MI POETA SUGERIDO: Ricardo Martell Caminos

Ricardo Martell Caminos

SONETO I:

“Florece, sin pensar que con tus rosas
has de dar al minuto un nuevo encanto.
Canta, sin esperar que con tu canto
se clarifique el alma de las cosas.

Teje bajo tus horas silenciosas
tu red de fina luz y negro espanto.
Ensáyate en la risa y en el llanto
y sueña con fantasmas y con diosas…

Qué importa el claroscuro de la senda?
La comba inmensa o la apretada venda?
El puro incienso o el costado abierto?

Todo, todo es fugaz y sin sentido,
y encendido de gloria o adolorido
has de llegar un día al mismo puerto…!”

NÁUFRAGO

Hoy que me queda sólo un mástil muerto
sobre el dolor de envilecida arena,
añoro la onda azul que fue tan buena
y que se evaporó al azul abierto.

Y siento la nostalgia de aquel puerto
donde canté inspirado en una pena
y até mi corazón con fiel cadena
al cruel coral de un sonreír incierto.

¿Dónde encontrar el rumbo hacia el regreso
para llegar hasta el rosado beso
que tuvo la inconstancia de las olas?

Heme aquí sin espacios cardinales,
Sin ángeles, sin rosas, sin puñales,
Para llenarme el pecho de amapolas.

SIN FE, SIN ESPERANZA, SIN AUREOLA

Por la vereda azul que va al ocaso
me voy siguiendo tu angustiada huella.
Muere la luz y la primera estrella
besa el constante ritmo de mi paso

¿Dónde el rosado mármol de tu brazo?
Bajo ¿qué clima estás regando aquella
dulce manera de mirar tan bella?
¿A quién ofreces hoy tu íntimo vaso?

Aunque no pierde frescura mi constancia
aunque en las vueltas del camino siento
que entre los dos se agranda la distancia…

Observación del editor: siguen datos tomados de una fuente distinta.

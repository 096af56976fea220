//! Assessment output data structures

use chrono::{DateTime, Utc};
use serde::{Deserialize, Serialize};

/// Risk tier classification
#[derive(Debug, Clone, Copy, PartialEq, Eq, PartialOrd, Ord, Serialize, Deserialize)]
#[serde(rename_all = "lowercase")]
pub enum RiskTier {
    Low,
    Medium,
    High,
}

impl RiskTier {
    /// Classify a frailty probability into a tier.
    ///
    /// Cutpoints are fixed clinical constants: above 0.8 is high, above
    /// 0.3 is medium; exactly 0.8 and 0.3 stay in the lower tier.
    pub fn from_probability(probability: f64) -> Self {
        if probability > 0.8 {
            RiskTier::High
        } else if probability > 0.3 {
            RiskTier::Medium
        } else {
            RiskTier::Low
        }
    }

    /// Banner text shown with the tier
    pub fn headline(self) -> &'static str {
        match self {
            RiskTier::High => "High risk: immediate clinical intervention advised",
            RiskTier::Medium => "Medium risk: periodic monitoring advised",
            RiskTier::Low => "Low risk: routine health management advised",
        }
    }

    /// Ordered care recommendations for the tier
    pub fn recommendations(self) -> &'static [&'static str] {
        match self {
            RiskTier::High => &[
                "Weekly follow-up monitoring",
                "Mandatory physical therapy intervention",
                "Comprehensive complication assessment",
            ],
            RiskTier::Medium => &[
                "Reassessment every 3-6 months",
                "Moderate exercise program",
                "Baseline nutritional assessment",
            ],
            RiskTier::Low => &[
                "Annual physical examination",
                "Maintain a healthy lifestyle",
                "Preventive health guidance",
            ],
        }
    }
}

/// Outcome of scoring one feature vector
#[derive(Debug, Clone, Copy, PartialEq, Serialize, Deserialize)]
pub struct ScoreResult {
    /// Calibrated frailty probability (0.0 - 1.0)
    pub probability: f64,

    /// Predicted class: 1 = frail, 0 = not frail
    pub predicted_label: usize,

    /// Uncalibrated model margin (log-odds)
    pub raw_margin: f64,
}

/// One feature's share of an explanation
#[derive(Debug, Clone, Serialize, Deserialize)]
pub struct AttributionEntry {
    /// Raw feature identifier from the schema
    pub feature: String,

    /// Encoded value that was scored
    pub value: f64,

    /// Patient-specific display label
    pub label: String,

    /// Signed contribution; positive pushes toward the explained class
    pub contribution: f64,
}

/// Additive local explanation of one prediction.
///
/// `baseline` plus the sum of entry contributions reconstructs `output`,
/// the margin of the explained class for this patient. In the frail-class
/// view (label 1) a positive contribution increases predicted risk.
#[derive(Debug, Clone, Serialize, Deserialize)]
pub struct Attribution {
    /// Class this explanation refers to
    pub explained_label: usize,

    /// Expected model output over the training population
    pub baseline: f64,

    /// Margin of the explained class for this patient
    pub output: f64,

    /// Per-feature contributions, in schema order
    pub entries: Vec<AttributionEntry>,
}

impl Attribution {
    /// Sum of all entry contributions.
    pub fn total_contribution(&self) -> f64 {
        self.entries.iter().map(|e| e.contribution).sum()
    }
}

/// Complete assessment returned to the renderer
#[derive(Debug, Clone, Serialize, Deserialize)]
pub struct FrailtyAssessment {
    /// Unique assessment identifier
    pub assessment_id: String,

    /// Associated patient record ID
    pub record_id: String,

    /// Calibrated frailty probability (0.0 - 1.0)
    pub probability: f64,

    /// Uncalibrated model margin
    pub raw_margin: f64,

    /// Predicted class: 1 = frail, 0 = not frail
    pub predicted_label: usize,

    /// Risk tier classification
    pub risk_tier: RiskTier,

    /// Banner text for the tier
    pub headline: String,

    /// Ordered care recommendations
    pub recommendations: Vec<String>,

    /// Explanation for the predicted class; absent when attribution failed
    pub attribution: Option<Attribution>,

    /// Why the explanation is unavailable, when it is
    pub attribution_error: Option<String>,

    /// Assessment generation timestamp
    pub timestamp: DateTime<Utc>,
}

impl FrailtyAssessment {
    /// Create a new assessment from a score and its tier
    pub fn new(record_id: String, score: ScoreResult, risk_tier: RiskTier) -> Self {
        Self {
            assessment_id: uuid::Uuid::new_v4().to_string(),
            record_id,
            probability: score.probability,
            raw_margin: score.raw_margin,
            predicted_label: score.predicted_label,
            risk_tier,
            headline: risk_tier.headline().to_string(),
            recommendations: risk_tier
                .recommendations()
                .iter()
                .map(|r| r.to_string())
                .collect(),
            attribution: None,
            attribution_error: None,
            timestamp: Utc::now(),
        }
    }

    /// Attach the explanation
    pub fn with_attribution(mut self, attribution: Attribution) -> Self {
        self.attribution = Some(attribution);
        self
    }

    /// Record that the explanation is unavailable
    pub fn with_attribution_error(mut self, reason: String) -> Self {
        self.attribution_error = Some(reason);
        self
    }
}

¡Mas, si he de hallar herida la corola,
prefiero regresar sin sol, sin viento,
sin fe, sin esperanza, sin aureola!

CANCIÓN DE LLUVIA Y PÁJARO

Se alegra el corazón oyendo el fino
canto de lluvia nueva en el tejado.
Huele a belfo, a corral y a camino
bajo la tarde azul recién mojado.

Suaves brochazos de un morado-vino
semidiluido en verde-anaranjado
pintan la lejanía donde un trino
florece en el frescor recién brotado.

¡Canción de lluvia y pájaro! Sonrisa
de mirto que sacude blanda brisa
para que sus rocíos tornasolen.

¡Está el alma tan cerca de las cosas,
que viendo revolar las mariposas
se siente el corazón de miel y polen!
De: “Media luz, Dirección de Publicaciones, Ministerio de Educación de El Salvador, 1980.

TU VOZ

¡Tu voz!
Voz de campana
con húmedo badajo de geranios.
¡Voz que arrodilla el alma!

Voz que viene y no llega.
Que llega y no se va…
Que no se sabe si entristece
o nos hace reír y cantar.

Tu voz siembra de rosas los senderos
por donde el corazón corre a buscarte.
Voz que sacude ramos de recuerdos
a orillas del alba.

Ayer y hoy: ¡tu voz!
Mañana:
¡Sólo tu voz ha de marcar la senda
para volver a tu presencia clara!

TRES ELEGIAS A MI PADRE:

ELEGIA III
Padre! Señor humilde!
Hombre cabal, sin mácula, sencillo.
Hoy se por qué la tierra se te daba
con infinito, conyugal cariño.

Por qué todas las voces de la aurora
te llamaban amigo
y por qué el tiempo
estaba siempre fiel a tus designios.
Fue porque tú jamás pediste al tiempo
un solo instante mínimo
para pensar en algo que no fuera
el hoy y el mañana de tu hijo…”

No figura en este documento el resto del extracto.